Disclaimer: I avoid binary blobs on Linux, but I am not particularly aggressive at pushing others to do the same.

John Fenderson (profile) says:

Re: Re: Re:2 Yet another reason

“I avoid binary blobs on Linux, but I am not particularly aggressive at pushing others to do the same.”

Yes, this is my stance. With a single exception, I don’t use binary blobs on my Linux systems at all. I don’t trust them. The single exception is my smartphone — where the binary blob is the software that implements the actual cellphone functionality and there is no alternative.

Keroberos (profile) says:

Re: Yet another reason

It’s not Microsoft’s fault. They are merely offering the drivers that were provided by the device manufacturer on the Windows Update service (they do this for all manufacturers). This is a service that makes Windows much easier to configure than Linux (try finding some non standard driver in Linux). Microsoft can’t possibly test every possible piece of legitimate hardware–let alone the counterfeits. So how can they be at fault?

Keroberos (profile) says:

Re: Re: Re: Yet another reason

They do check. They don’t have the personnel and resources to test every possible hardware configuration. And how would they test the fakes?

Add in the fact that the newer drivers for the real chip were already breaking the fake ones without changing the hardware PID of the fakes. All that changing the Hardware PID of the fake chip does is let the FTDI’s support staff see that the non functional chip is a fake.

Does it suck? Yes. Could FTDI have done something else to identify the fakes? Maybe. But these chips are buggy as hell even when they were semi-functional with FTDI’s drivers (they were not a counterfeit with the exact design of the original, but a cheap hack pretending to be something that it is not). This will hopefully stop shoddy manufacturers from using the fake chips just to shave a couple of cents off of manufacturing costs.

John Fenderson (profile) says:

Re: Re: Re:2 Yet another reason

“Could FTDI have done something else to identify the fakes? Maybe.”

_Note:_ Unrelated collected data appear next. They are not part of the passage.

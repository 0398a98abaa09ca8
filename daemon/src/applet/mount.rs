//! NFS mounts as generated systemd `.mount` units.
//!
//! A unit is written only when its rendered content differs from the file on
//! disk, and the init system is only touched when something was written or
//! removed. Re-applying an unchanged snapshot therefore does nothing.
//!
//! Every cycle compares the unit directory against the snapshot itself, so a
//! unit whose mount disappeared or moved is found whatever the diff says.
//! Units that could not be started are kept and activated again next cycle.

use alloc::{
    collections::{BTreeMap, BTreeSet},
    sync::Arc,
};
use std::{
    io,
    path::{Path, PathBuf},
};

use futures::{FutureExt as _, future::BoxFuture};
use nodeagent_common::systemd::{MountUnit, is_generated, mount_unit_name};
use tokio::fs;
use tracing::{debug, info, warn};

use super::{Applet, Cycle};
use crate::{
    bus::AppletId,
    config::AgentConfig,
    error::{ReconciliationError, SystemError},
    model::MountSpec,
    system::SystemActions,
};

/// Units touched by one cycle.
#[derive(Debug, Default, PartialEq, Eq)]
pub struct MountReport {
    /// Newly written units, to be started.
    pub created: Vec<String>,
    /// Rewritten units, to be restarted.
    pub updated: Vec<String>,
    /// Stopped and deleted units.
    pub removed: Vec<String>,
}

impl MountReport {
    #[must_use]
    pub fn is_empty(&self) -> bool {
        self.created.is_empty() && self.updated.is_empty() && self.removed.is_empty()
    }
}

enum Written {
    Unchanged,
    Created,
    Updated,
}

/// What a written unit still needs from systemd.
#[derive(Debug, Clone, Copy, PartialEq, Eq)]
enum Activation {
    Start,
    Restart,
}

fn file_error(action: &'static str, path: &Path) -> impl FnOnce(io::Error) -> ReconciliationError {
    let path = path.to_path_buf();
    move |source| ReconciliationError::File { action, path, source }
}

fn unit_error(action: &'static str, unit: &str) -> impl FnOnce(SystemError) -> ReconciliationError {
    let target = unit.to_owned();
    move |source| ReconciliationError::Action {
        action,
        target,
        source,
    }
}

async fn read_unit(path: &Path) -> Result<Option<String>, ReconciliationError> {
    match fs::read_to_string(path).await {
        Ok(content) => Ok(Some(content)),
        Err(e) if e.kind() == io::ErrorKind::NotFound => Ok(None),
        Err(e) => Err(file_error("read", path)(e)),
    }
}

pub struct MountApplet {
    system: Arc<dyn SystemActions>,
    /// Fixed for the lifetime of the process; moving it would orphan units.
    unit_dir: PathBuf,
    /// Written units whose activation has not succeeded yet.
    pending: BTreeMap<String, Activation>,
    /// A failed `daemon-reload` has to be repeated before any activation.
    reload_pending: bool,
}

impl MountApplet {
    #[must_use]
    pub fn new(system: Arc<dyn SystemActions>, unit_dir: PathBuf) -> Self {
        Self {
            system,
            unit_dir,
            pending: BTreeMap::new(),
            reload_pending: false,
        }
    }

    async fn write_unit(&self, name: &str, content: &str) -> Result<Written, ReconciliationError> {
        let path = self.unit_dir.join(name);
        let written = match read_unit(&path).await? {
            Some(existing) if existing == content => return Ok(Written::Unchanged),
            Some(existing) if !is_generated(&existing) => return Err(ReconciliationError::Unmanaged { path }),
            Some(_) => Written::Updated,
            None => Written::Created,
        };
        fs::create_dir_all(&self.unit_dir)
            .await
            .map_err(file_error("create", &self.unit_dir))?;
        fs::write(&path, content)
            .await
            .map_err(file_error("write", &path))?;
        Ok(written)
    }

    /// Stop and delete a unit we generated. Returns whether anything was removed.
    async fn remove_unit(&self, name: &str) -> Result<bool, ReconciliationError> {
        let path = self.unit_dir.join(name);
        match read_unit(&path).await? {
            None => Ok(false),
            Some(existing) if !is_generated(&existing) => {
                warn!(unit = name, "Not removing hand-written unit");
                Ok(false)
            }
            Some(_) => {
                info!(unit = name, "Removing mount unit");
                self.system
                    .stop_unit(name)
                    .await
                    .map_err(unit_error("stop", name))?;
                fs::remove_file(&path)
                    .await
                    .map_err(file_error("remove", &path))?;
                Ok(true)
            }
        }
    }

    /// Generated units in the unit directory that are not in `wanted`.
    async fn stale_units(&self, wanted: &BTreeSet<String>) -> Result<Vec<String>, ReconciliationError> {
        let mut entries = match fs::read_dir(&self.unit_dir).await {
            Ok(entries) => entries,
            Err(e) if e.kind() == io::ErrorKind::NotFound => return Ok(Vec::new()),
            Err(e) => return Err(file_error("list", &self.unit_dir)(e)),
        };
        let mut stale = Vec::new();
        while let Some(entry) = entries
            .next_entry()
            .await
            .map_err(file_error("list", &self.unit_dir))?
        {
            let Ok(name) = entry.file_name().into_string() else {
                continue;
            };
            if !name.ends_with(".mount") || wanted.contains(&name) {
                continue;
            }
            if read_unit(&entry.path()).await?.is_some_and(|content| is_generated(&content)) {
                stale.push(name);
            }
        }
        stale.sort();
        Ok(stale)
    }

    /// Bring the unit directory and the init system in line with `cycle`.
    ///
    /// Returns what was changed and the failures of single units.
    pub async fn apply(&mut self, cycle: &Cycle) -> (MountReport, usize, Vec<ReconciliationError>) {
        let mut report = MountReport::default();
        let mut failures = Vec::new();
        let mut total = 0;

        let units: Vec<(&MountSpec, String)> = cycle
            .snapshot
            .mounts
            .values()
            .map(|mount| {
                let options = mount
                    .options
                    .as_deref()
                    .unwrap_or(&cycle.config.automount.options);
                let unit = MountUnit {
                    what: &mount.remote,
                    r#where: &mount.mountpoint,
                    options,
                };
                (mount, unit.render())
            })
            .collect();
        let wanted: BTreeSet<String> = units
            .iter()
            .map(|&(mount, _)| mount_unit_name(&mount.mountpoint))
            .collect();
        self.pending.retain(|name, _| wanted.contains(name));

        for (mount, content) in &units {
            total += 1;
            let name = mount_unit_name(&mount.mountpoint);
            match self.write_unit(&name, content).await {
                Ok(Written::Unchanged) => debug!(unit = %name, "Mount unit up to date"),
                Ok(Written::Created) => {
                    info!(unit = %name, remote = %mount.remote, "Wrote mount unit");
                    self.pending.entry(name.clone()).or_insert(Activation::Start);
                    report.created.push(name);
                }
                Ok(Written::Updated) => {
                    info!(unit = %name, remote = %mount.remote, "Rewrote mount unit");
                    self.pending.insert(name.clone(), Activation::Restart);
                    report.updated.push(name);
                }
                Err(e) => {
                    warn!(unit = %name, error = %e, "Mount unit not written");
                    failures.push(e);
                }
            }
        }

        match self.stale_units(&wanted).await {
            Ok(stale) => {
                for name in stale {
                    total += 1;
                    match self.remove_unit(&name).await {
                        Ok(true) => report.removed.push(name),
                        Ok(false) => {}
                        Err(e) => failures.push(e),
                    }
                }
            }
            Err(e) => failures.push(e),
        }

        if !report.is_empty() || self.reload_pending {
            total += 1;
            if let Err(e) = self.system.daemon_reload().await {
                // Without a reload systemd would start the stale definitions.
                self.reload_pending = true;
                failures.push(unit_error("daemon-reload", "systemd")(e));
                return (report, total, failures);
            }
            self.reload_pending = false;
        }

        let pending: Vec<(String, Activation)> = self
            .pending
            .iter()
            .map(|(name, &activation)| (name.clone(), activation))
            .collect();
        for (name, activation) in pending {
            total += 1;
            let result = match activation {
                Activation::Start => self.system.start_unit(&name).await.map_err(unit_error("start", &name)),
                Activation::Restart => self
                    .system
                    .restart_unit(&name)
                    .await
                    .map_err(unit_error("restart", &name)),
            };
            match result {
                Ok(()) => {
                    self.pending.remove(&name);
                }
                Err(e) => {
                    warn!(unit = %name, error = %e, "Mount unit not activated, retrying next cycle");
                    failures.push(e);
                }
            }
        }
        (report, total, failures)
    }
}

impl Applet for MountApplet {
    fn id(&self) -> AppletId {
        AppletId::Mount
    }

    fn enabled(&self, config: &AgentConfig) -> bool {
        config.automount.enable
    }

    fn reconcile<'cycle>(&'cycle mut self, cycle: &'cycle Cycle) -> BoxFuture<'cycle, Result<(), ReconciliationError>> {
        async move {
            let (report, total, failures) = self.apply(cycle).await;
            debug!(?report, "Mount cycle finished");
            ReconciliationError::collect(total, failures)
        }
        .boxed()
    }
}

Not maybe. FTDI has withdrawn their malicious drivers and replaced them with drivers that detect the fakes and refuse to work with them without breaking them. These drivers also warn you that you have a fake chip.

Which is precisely how they should have handled this situation in the first place.

BernardoVerda says:

Re: Yet another reason

Not Really…

This hardware-bricking driver “update” is entirely on FTDI.

I’m even sympathetic to their resentment of counterfeiters. In some sense I’m even sympathetic to their resentment of clones and “freeloaders”. But I’m NOT sympathetic to FTDI designating any and all “unapproved” clones as “counterfeit” — clones and “freeloaders” are the inevitable consequence of being a market front-runner. They might not like it, but that doesn’t give them the right to play judge, jury, and vigilante.

FTDI knowingly and maliciously designed this driver to behave this way, and passed it on to Microsoft. Windows was merely the mechanism to deliver this malware to end-users, and in this case Windows Update was behaving precisely as designed, and as it should.

Now then, I’ve been using Linux for nearly 15 years, and I’ve despised Windows (and especially Microsoft) for longer than that… So I would most cheerfully take advantage of a legitimate opportunity to trash Microsoft — unfortunately 🙁 this is not that opportunity. This is all on FTDI.

stoat (profile) says:

Re: Yet another reason

FTDI tried (and failed) to get the same driver mods pulled into the Linux kernel.

The code there shows the bricking is deliberate – write something that the real chip will ignore, but fakes will act on.

At the very least FTDI employees have committed criminal acts under the UK’s Computer Misuse Act and a more likely result will be FTDI’s exit from the usb-serial market entirely.

Rich Kulawiec (profile) says:

Re: Re: Uh-oh...a "cyber Pearl Harbor"!

Well…we’ve been treated to an endless litany of fear-mongering from people in and out of government, all stoking the machinery of fear in order to justify massive spending and the systematic shredding of the Constitution. Now here we have a real live honest-to-goodness incident where attackers have deliberately physically destroyed hardware on a mass scale. We know they did it. We know why they did it. We know who they are. We know where they are.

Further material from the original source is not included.